El Chapo Hasn’t Been Charged With A Crime For Busting Out Of Prison

Apparently, escaping from jail in Mexico won't add to your jail time.
Anadolu Agency via Getty Images

Drug lord Joaquín “El Chapo” Guzmán faces enough criminal charges in Mexico to keep him locked up for the rest of his life. But breaking out of prison isn’t one of them.

After Mexican authorities recaptured him last month, Guzmán returned to the maximum-security Altiplano prison outside Mexico City from which he’d escaped through a tunnel back in July.

While his legal team fights off American efforts to extradite him to face drug trafficking charges in the U.S., Guzmán continues to serve the remainder of a 20-year sentence he hadn’t finished before breaking out of jail the first time back in 2001. Another 10 criminal charges are winding their way through the Mexican courts for crimes ranging from drug trafficking and organized crime to importing firearms, according to one of his attorneys, José Refugio Rodríguez.

But though he’s escaped from prison twice, that won't be added to his rap sheet.

“For the moment, he doesn’t face any charges for escaping,” Rodríguez told The World Post. “That conduct is not considered a crime [in Mexico].”

Article 154 of the Mexican penal code specifies that “a prisoner who escapes will not face any penalty,” unless that person conspires to help others escape as well or commits acts of violence while busting out. The following article of the code notes that if an escaped prisoner is recaptured, the time he spent on the run won’t count toward fulfilling his jail sentence. Good conduct accrued before the escape will also be nullified, the penal code says.

Mexican authorities have arrested more than a dozen prison guards and bureaucrats on allegations of facilitating Guzmán’s escape through a hole in his shower that led to a one-mile tunnel. Audio from surveillance footage released months after his escape showed that the cell sounded like a construction site, yet prison guards failed to react.

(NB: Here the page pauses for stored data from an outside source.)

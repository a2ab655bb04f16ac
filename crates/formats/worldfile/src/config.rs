use crate::chunk::section::Section;

/// Which trailing sections the reader parses. Disabled sections are left out
/// of the tree entirely.
#[derive(Debug, Clone, Copy, PartialEq, Eq)]
pub struct ReadConfig {
    pub textures: bool,
    pub sfx: bool,
    pub objdefs: bool,
    pub fx: bool,
    pub scenerios: bool,
    pub includefiles: bool,
}

impl Default for ReadConfig {
    fn default() -> Self {
        Self {
            textures: true,
            sfx: true,
            objdefs: true,
            fx: true,
            scenerios: true,
            includefiles: true,
        }
    }
}

impl ReadConfig {
    /// Create a config with all sections enabled except those in the skip list.
    ///
    /// Names correspond to `Section::key()` values:
    /// - `"textures"`
    /// - `"sfx"`
    /// - `"objdefs"`
    /// - `"fx"`
    /// - `"scenerios"`
    /// - `"includefiles"`
    ///
    /// Unknown names are ignored.
    pub fn from_skip_list(skip: &[&str]) -> Self {
        let mut config = Self::default();
        for name in skip {
            if let Some(section) = Section::from_key(name) {
                *config.flag_mut(section) = false;
            }
        }
        config
    }

    pub fn reads(&self, section: Section) -> bool {
        match section {
            Section::Textures => self.textures,
            Section::Sfx => self.sfx,
            Section::ObjDefs => self.objdefs,
            Section::Fx => self.fx,
            Section::Scenerios => self.scenerios,
            Section::IncludeFiles => self.includefiles,
        }
    }

    fn flag_mut(&mut self, section: Section) -> &mut bool {
        match section {
            Section::Textures => &mut self.textures,
            Section::Sfx => &mut self.sfx,
            Section::ObjDefs => &mut self.objdefs,
            Section::Fx => &mut self.fx,
            Section::Scenerios => &mut self.scenerios,
            Section::IncludeFiles => &mut self.includefiles,
        }
    }
}
//! The chunk-opcode world file: header, main block and trailing sections.

pub mod context;
pub mod header;
pub mod opcode;
pub mod payload;
pub mod reader;
pub mod section;
pub mod writer;

pub use header::WorldHeader;
pub use opcode::{OpcodeDef, OpcodeTable};
pub use section::Section;
use thiserror::Error;

use crate::tree::PropertyType;

#[derive(Debug, Error)]
pub enum Error {
    #[error("invalid magic: expected {expected:#010x}, found {found:#010x}")]
    InvalidMagic { expected: u32, found: u32 },

    #[error("unexpected end of data at offset {offset:#x} (need {need} bytes, have {have})")]
    UnexpectedEof {
        offset: usize,
        need: usize,
        have: usize,
    },

    #[error("{section} pointer {pointer:#x} outside [{min:#x}, {max:#x}]")]
    SectionPointer {
        section: &'static str,
        pointer: u32,
        min: usize,
        max: usize,
    },

    #[error("unknown opcode {opcode:#04x} at offset {offset:#x}")]
    UnknownOpcode { opcode: u8, offset: usize },

    #[error("opcode {opcode:#04x} ({name}) at offset {offset:#x} has no current object")]
    NoCurrentObject {
        opcode: u8,
        name: &'static str,
        offset: usize,
    },

    #[error("lock end at offset {offset:#x} without matching lock start")]
    UnbalancedLock { offset: usize },

    #[error("{node} is missing required leaf {leaf}")]
    MissingLeaf { node: String, leaf: String },

    #[error("leaf {leaf} is {found:?}, expected {expected:?}")]
    LeafType {
        leaf: String,
        expected: PropertyType,
        found: PropertyType,
    },

    #[error("string for {leaf} is {len} bytes, limit is {max}")]
    StringTooLong { leaf: String, len: usize, max: usize },

    #[error("array element {leaf} in {node} is not an index in 0..=255")]
    BadArrayIndex { node: String, leaf: String },

    #[error("terrain: {0}")]
    Terrain(String),

    #[error("{context}: {message}")]
    Parse { context: &'static str, message: String },
}

pub type Result<T> = std::result::Result<T, Error>;
//! LZSS decompression over a 4096-byte window.
//!
//! A control byte supplies one flag per step, least significant bit first. A
//! set flag copies one literal byte; a clear flag reads a two-byte reference:
//! a 12-bit window slot and a 4-bit length biased by [`MIN_MATCH`]. Window
//! slots are numbered from [`WINDOW_START`] at output position zero, and
//! slots that precede the output read as spaces.

pub const WINDOW_SIZE: usize = 4096;

/// Window slot that receives the first output byte.
pub const WINDOW_START: usize = 0xFEE;

pub const MIN_MATCH: usize = 3;

/// Fill byte for references before the start of the output.
const FILL: u8 = b' ';

const WINDOW_MASK: usize = WINDOW_SIZE - 1;

/// Decompress `src`, producing at most `expected_size` bytes.
///
/// A reference running past `expected_size` is cut short. If `src` runs out
/// first, the bytes produced so far are returned.
pub fn decompress(src: &[u8], expected_size: usize) -> Vec<u8> {
    let mut out = Vec::with_capacity(expected_size);
    let mut input = src.iter().copied();
    // Bit 8 onwards tracks how many flags are left in the current byte.
    let mut flags: u32 = 0;

    'stream: while out.len() < expected_size {
        flags >>= 1;
        if flags & 0x100 == 0 {
            let Some(control) = input.next() else {
                break;
            };
            flags = u32::from(control) | 0xFF00;
        }

        if flags & 1 != 0 {
            let Some(byte) = input.next() else {
                break;
            };
            out.push(byte);
            continue;
        }

        let (Some(lo), Some(hi)) = (input.next(), input.next()) else {
            break;
        };
        let slot = usize::from(lo) | (usize::from(hi & 0xF0) << 4);
        let len = usize::from(hi & 0x0F) + MIN_MATCH;
        let distance = match (out.len() + WINDOW_START + WINDOW_SIZE - slot) & WINDOW_MASK {
            0 => WINDOW_SIZE,
            d => d,
        };
        for _ in 0..len {
            if out.len() >= expected_size {
                break 'stream;
            }
            let byte = match out.len().checked_sub(distance) {
                Some(i) => out[i],
                None => FILL,
            };
            out.push(byte);
        }
    }

    if out.len() < expected_size {
        log::warn!(
            "[window] input exhausted after {} of {expected_size} bytes",
            out.len()
        );
    }
    out
}

/// Encode `data` as an all-literal stream that [`decompress`] reproduces.
pub fn compress_literal(data: &[u8]) -> Vec<u8> {
    let mut out = Vec::with_capacity(data.len() + data.len().div_ceil(8));
    for group in data.chunks(8) {
        out.push((0xFFu16 >> (8 - group.len())) as u8);
        out.extend_from_slice(group);
    }
    out
}
//! Generic attributed tree: named container nodes holding ordered child nodes
//! and ordered typed leaves.
//!
//! Sibling names are not unique. Repeated names are how the world format
//! encodes ordered collections (every placed object is an `Object` child of
//! `<Objects>`), so the `find_child_*` lookups return the first match and later
//! duplicates are reachable only through iteration.

use std::fmt;

use serde::{Deserialize, Serialize};

use crate::error::{Error, Result};

/// Child indices from the root down to a node.
pub type NodePath = Vec<usize>;

/// Type tag of a [`Leaf`].
#[derive(Debug, Clone, Copy, PartialEq, Eq, Hash, Serialize, Deserialize)]
pub enum PropertyType {
    Byte,
    Int32,
    Single,
    String,
    Void,
}

/// Scalar value held by a leaf.
///
/// `Single` keeps the raw IEEE-754 bit pattern so NaN payloads and signed
/// zeros are preserved and never conflated with `Int32`.
#[derive(Debug, Clone, PartialEq, Eq, Serialize, Deserialize)]
pub enum Value {
    Byte(u8),
    Int32(i32),
    Single(u32),
    String(String),
    Void,
}

impl Value {
    pub fn single(v: f32) -> Self {
        Self::Single(v.to_bits())
    }

    pub fn property_type(&self) -> PropertyType {
        match self {
            Self::Byte(_) => PropertyType::Byte,
            Self::Int32(_) => PropertyType::Int32,
            Self::Single(_) => PropertyType::Single,
            Self::String(_) => PropertyType::String,
            Self::Void => PropertyType::Void,
        }
    }
}

impl fmt::Display for Value {
    fn fmt(&self, f: &mut fmt::Formatter<'_>) -> fmt::Result {
        match self {
            Self::Byte(v) => write!(f, "byte {v}"),
            Self::Int32(v) => write!(f, "int32 {v}"),
            Self::Single(bits) => write!(f, "single {}", f32::from_bits(*bits)),
            Self::String(s) => write!(f, "string {s:?}"),
            Self::Void => f.write_str("void"),
        }
    }
}

/// A named, typed scalar.
#[derive(Debug, Clone, Serialize, Deserialize)]
#[serde(try_from = "RawLeaf")]
pub struct Leaf {
    name: String,
    value: Value,
    /// Maximum string length in characters, -1 for unbounded. Only
    /// meaningful for `String` leaves.
    max_length: i32,
}

fn unbounded() -> i32 {
    -1
}

/// Deserialized form of [`Leaf`], checked against its bound before use.
#[derive(Deserialize)]
struct RawLeaf {
    name: String,
    value: Value,
    #[serde(default = "unbounded")]
    max_length: i32,
}

impl TryFrom<RawLeaf> for Leaf {
    type Error = Error;

    fn try_from(raw: RawLeaf) -> Result<Self> {
        if let Value::String(s) = &raw.value {
            check_length(&raw.name, s, raw.max_length)?;
        }
        Ok(Self {
            name: raw.name,
            value: raw.value,
            max_length: raw.max_length,
        })
    }
}

/// Leaves compare by name and value; `max_length` is a constraint, not content.
impl PartialEq for Leaf {
    fn eq(&self, other: &Self) -> bool {
        self.name == other.name && self.value == other.value
    }
}

impl Eq for Leaf {}

impl Leaf {
    pub fn new(name: impl Into<String>, value: Value) -> Self {
        Self {
            name: name.into(),
            value,
            max_length: -1,
        }
    }

    /// A string leaf bounded to `max_length` characters (-1 for unbounded).
    pub fn string(name: impl Into<String>, s: impl Into<String>, max_length: i32) -> Result<Self> {
        let name = name.into();
        let s = s.into();
        check_length(&name, &s, max_length)?;
        Ok(Self {
            name,
            value: Value::String(s),
            max_length,
        })
    }

    pub fn name(&self) -> &str {
        &self.name
    }

    pub fn value(&self) -> &Value {
        &self.value
    }

    pub fn property_type(&self) -> PropertyType {
        self.value.property_type()
    }

    pub fn max_length(&self) -> i32 {
        self.max_length
    }

    pub fn as_byte(&self) -> Option<u8> {
        match self.value {
            Value::Byte(v) => Some(v),
            _ => None,
        }
    }

    pub fn as_int32(&self) -> Option<i32> {
        match self.value {
            Value::Int32(v) => Some(v),
            _ => None,
        }
    }

    pub fn as_single(&self) -> Option<f32> {
        self.as_single_bits().map(f32::from_bits)
    }

    pub fn as_single_bits(&self) -> Option<u32> {
        match self.value {
            Value::Single(bits) => Some(bits),
            _ => None,
        }
    }

    pub fn as_str(&self) -> Option<&str> {
        match &self.value {
            Value::String(s) => Some(s),
            _ => None,
        }
    }

    pub fn expect_byte(&self) -> Result<u8> {
        self.as_byte().ok_or_else(|| self.type_error(PropertyType::Byte))
    }

    pub fn expect_int32(&self) -> Result<i32> {
        self.as_int32().ok_or_else(|| self.type_error(PropertyType::Int32))
    }

    pub fn expect_single_bits(&self) -> Result<u32> {
        self.as_single_bits()
            .ok_or_else(|| self.type_error(PropertyType::Single))
    }

    pub fn expect_str(&self) -> Result<&str> {
        self.as_str().ok_or_else(|| self.type_error(PropertyType::String))
    }

    /// Replace the value. The new value must have the same type, and strings
    /// must respect `max_length`.
    pub fn set(&mut self, value: Value) -> Result<()> {
        let expected = self.property_type();
        if value.property_type() != expected {
            return Err(Error::LeafType {
                leaf: self.name.clone(),
                expected,
                found: value.property_type(),
            });
        }
        if let Value::String(s) = &value {
            check_length(&self.name, s, self.max_length)?;
        }
        self.value = value;
        Ok(())
    }

    fn type_error(&self, expected: PropertyType) -> Error {
        Error::LeafType {
            leaf: self.name.clone(),
            expected,
            found: self.property_type(),
        }
    }
}

fn check_length(name: &str, s: &str, max_length: i32) -> Result<()> {
    if max_length < 0 {
        return Ok(());
    }
    let len = s.chars().count();
    if len > max_length as usize {
        return Err(Error::StringTooLong {
            leaf: name.to_string(),
            len,
            max: max_length as usize,
        });
    }
    Ok(())
}

/// A named container of child nodes and leaves, both kept in insertion order.
#[derive(Debug, Clone, PartialEq, Eq, Default, Serialize, Deserialize)]
pub struct Node {
    name: String,
    #[serde(default)]
    leaves: Vec<Leaf>,
    #[serde(default)]
    nodes: Vec<Node>,
}

impl Node {
    pub fn new(name: impl Into<String>) -> Self {
        Self {
            name: name.into(),
            leaves: Vec::new(),
            nodes: Vec::new(),
        }
    }

    pub fn name(&self) -> &str {
        &self.name
    }

    /// Append a child node and return it.
    pub fn add_node(&mut self, name: impl Into<String>) -> &mut Node {
        self.push_node(Node::new(name))
    }

    /// Append an existing subtree and return it.
    pub fn push_node(&mut self, node: Node) -> &mut Node {
        self.nodes.push(node);
        let last = self.nodes.len() - 1;
        &mut self.nodes[last]
    }

    /// Keyed child: reset the first child called `name` to an empty node in
    /// place, or append one if there is none.
    pub fn set_node(&mut self, name: &str) -> &mut Node {
        match self.nodes.iter().position(|n| n.name == name) {
            Some(i) => {
                self.nodes[i] = Node::new(name);
                &mut self.nodes[i]
            }
            None => self.add_node(name),
        }
    }

    /// First child called `name`, appending one if there is none.
    pub fn get_or_add_node(&mut self, name: &str) -> &mut Node {
        match self.nodes.iter().position(|n| n.name == name) {
            Some(i) => &mut self.nodes[i],
            None => self.add_node(name),
        }
    }

    /// Append an existing leaf and return it.
    pub fn push_leaf(&mut self, leaf: Leaf) -> &mut Leaf {
        self.leaves.push(leaf);
        let last = self.leaves.len() - 1;
        &mut self.leaves[last]
    }

    /// Keyed leaf: overwrite the first leaf with the same name, or append.
    pub fn set_leaf(&mut self, leaf: Leaf) -> &mut Leaf {
        match self.leaves.iter().position(|l| l.name == leaf.name) {
            Some(i) => {
                self.leaves[i] = leaf;
                &mut self.leaves[i]
            }
            None => self.push_leaf(leaf),
        }
    }

    /// Append an unbounded leaf.
    pub fn add_leaf(&mut self, name: impl Into<String>, value: Value) -> &mut Leaf {
        self.push_leaf(Leaf::new(name, value))
    }

    pub fn add_byte(&mut self, name: impl Into<String>, v: u8) -> &mut Leaf {
        self.add_leaf(name, Value::Byte(v))
    }

    pub fn add_int32(&mut self, name: impl Into<String>, v: i32) -> &mut Leaf {
        self.add_leaf(name, Value::Int32(v))
    }

    pub fn add_single(&mut self, name: impl Into<String>, v: f32) -> &mut Leaf {
        self.add_leaf(name, Value::single(v))
    }

    pub fn add_void(&mut self, name: impl Into<String>) -> &mut Leaf {
        self.add_leaf(name, Value::Void)
    }

    pub fn add_string(
        &mut self,
        name: impl Into<String>,
        s: impl Into<String>,
        max_length: i32,
    ) -> Result<&mut Leaf> {
        Ok(self.push_leaf(Leaf::string(name, s, max_length)?))
    }

    pub fn find_child_node(&self, name: &str) -> Option<&Node> {
        self.nodes.iter().find(|n| n.name == name)
    }

    pub fn find_child_node_mut(&mut self, name: &str) -> Option<&mut Node> {
        self.nodes.iter_mut().find(|n| n.name == name)
    }

    pub fn find_child_leaf(&self, name: &str) -> Option<&Leaf> {
        self.leaves.iter().find(|l| l.name == name)
    }

    pub fn find_child_leaf_mut(&mut self, name: &str) -> Option<&mut Leaf> {
        self.leaves.iter_mut().find(|l| l.name == name)
    }

    /// Child nodes in insertion order.
    pub fn nodes(&self) -> impl Iterator<Item = &Node> + '_ {
        self.nodes.iter()
    }

    /// Leaves in insertion order.
    pub fn leaves(&self) -> impl Iterator<Item = &Leaf> + '_ {
        self.leaves.iter()
    }

    /// Child nodes called `name`, in insertion order.
    pub fn nodes_named<'a>(&'a self, name: &'a str) -> impl Iterator<Item = &'a Node> + 'a {
        self.nodes.iter().filter(move |n| n.name == name)
    }

    pub fn node_count(&self) -> usize {
        self.nodes.len()
    }

    pub fn leaf_count(&self) -> usize {
        self.leaves.len()
    }

    /// Unlink and return the child node at `index`.
    pub fn remove_node(&mut self, index: usize) -> Node {
        self.nodes.remove(index)
    }

    /// Unlink and return the leaf at `index`.
    pub fn remove_leaf(&mut self, index: usize) -> Leaf {
        self.leaves.remove(index)
    }

    /// Unlink the first child node called `name`.
    pub fn remove_child_node(&mut self, name: &str) -> Option<Node> {
        let i = self.nodes.iter().position(|n| n.name == name)?;
        Some(self.nodes.remove(i))
    }

    /// Unlink the first leaf called `name`.
    pub fn remove_child_leaf(&mut self, name: &str) -> Option<Leaf> {
        let i = self.leaves.iter().position(|l| l.name == name)?;
        Some(self.leaves.remove(i))
    }

    pub fn node_at(&self, path: &[usize]) -> Option<&Node> {
        path.iter().try_fold(self, |node, &i| node.nodes.get(i))
    }

    pub fn node_at_mut(&mut self, path: &[usize]) -> Option<&mut Node> {
        path.iter().try_fold(self, |node, &i| node.nodes.get_mut(i))
    }

    /// Pre-order traversal: this node, its leaves, then each child subtree.
    pub fn walk(&self, on_node: &mut impl FnMut(&Node), on_leaf: &mut impl FnMut(&Leaf)) {
        on_node(self);
        for leaf in &self.leaves {
            on_leaf(leaf);
        }
        for child in &self.nodes {
            child.walk(on_node, on_leaf);
        }
    }

    /// The leaf called `name`, or `MissingLeaf` naming this node.
    pub fn require_leaf(&self, name: &str) -> Result<&Leaf> {
        self.find_child_leaf(name).ok_or_else(|| Error::MissingLeaf {
            node: self.name.clone(),
            leaf: name.to_string(),
        })
    }
}

/// Indented outline: node names, with `name = value` lines for leaves.
impl fmt::Display for Node {
    fn fmt(&self, f: &mut fmt::Formatter<'_>) -> fmt::Result {
        self.fmt_indented(f, 0)
    }
}

impl Node {
    fn fmt_indented(&self, f: &mut fmt::Formatter<'_>, depth: usize) -> fmt::Result {
        writeln!(f, "{:indent$}{}", "", self.name, indent = depth * 2)?;
        for leaf in &self.leaves {
            writeln!(
                f,
                "{:indent$}{} = {}",
                "",
                leaf.name,
                leaf.value,
                indent = (depth + 1) * 2
            )?;
        }
        for child in &self.nodes {
            child.fmt_indented(f, depth + 1)?;
        }
        Ok(())
    }
}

Josh Bowers, a professor of law at the University of Virginia, said Mexico’s treatment of escaped prisoners contrasts sharply with that of the United States.

“I’m shocked by that,” Bowers told The WorldPost. “There’s no crime you want to try to deter more than escape. If it’s not a crime, what’s to keep a person from trying and trying again?” (Bowers later said he had overstated the case, citing many other crimes that society ought to deter, like murder and rape.)

While practice differs across U.S. jurisdictions, Bowers said escaping from prison is generally considered a crime under U.S. law. The model penal code, a document developed by legal experts and criminal justice professionals to provide a template of standards, suggests criminalizing prison escape and classifying it as a third-degree felony, he noted.

“I would be surprised if there were any jurisdiction in the United States that did not consider escaping from prison a crime,” Bowers said. “Escape or the like is typically treated as a felony, and a felony is typically an offense for which the sentence is a year or more in prison.”

Still, some other countries take an approach similar to Mexico’s. German law also doesn’t regard escaping from prison as a criminal offense, based on the logic that prisoners can’t be faulted for trying to win back their freedom, according to a 1979 article in the California Law Review.

The current version of the German penal code doesn’t specify that those who escape from prison won’t be punished with jail time, like Mexico's does, but it also doesn’t classify individual escapes as a crime like U.S. law does. Those who help people escape may face prison sentences in Germany, as may those who escape as the result of multiple prisoners teaming up.

Chilean law goes a step further than Mexican law. Under Chilean law, not only is breaking out of prison not generally punished with extra jail time, but if a prisoner manages to keep from getting caught for long enough, the original sentence may expire, according to a legal expert interviewed by Chilean outlet Publimetro.

Watch El Chapo loudly escape from prison in the video below.

UPDATE: Bowers later told HuffPost that he overstated the importance of deterring prison escapes, citing many other crimes that society ought to deter, like murder and rape.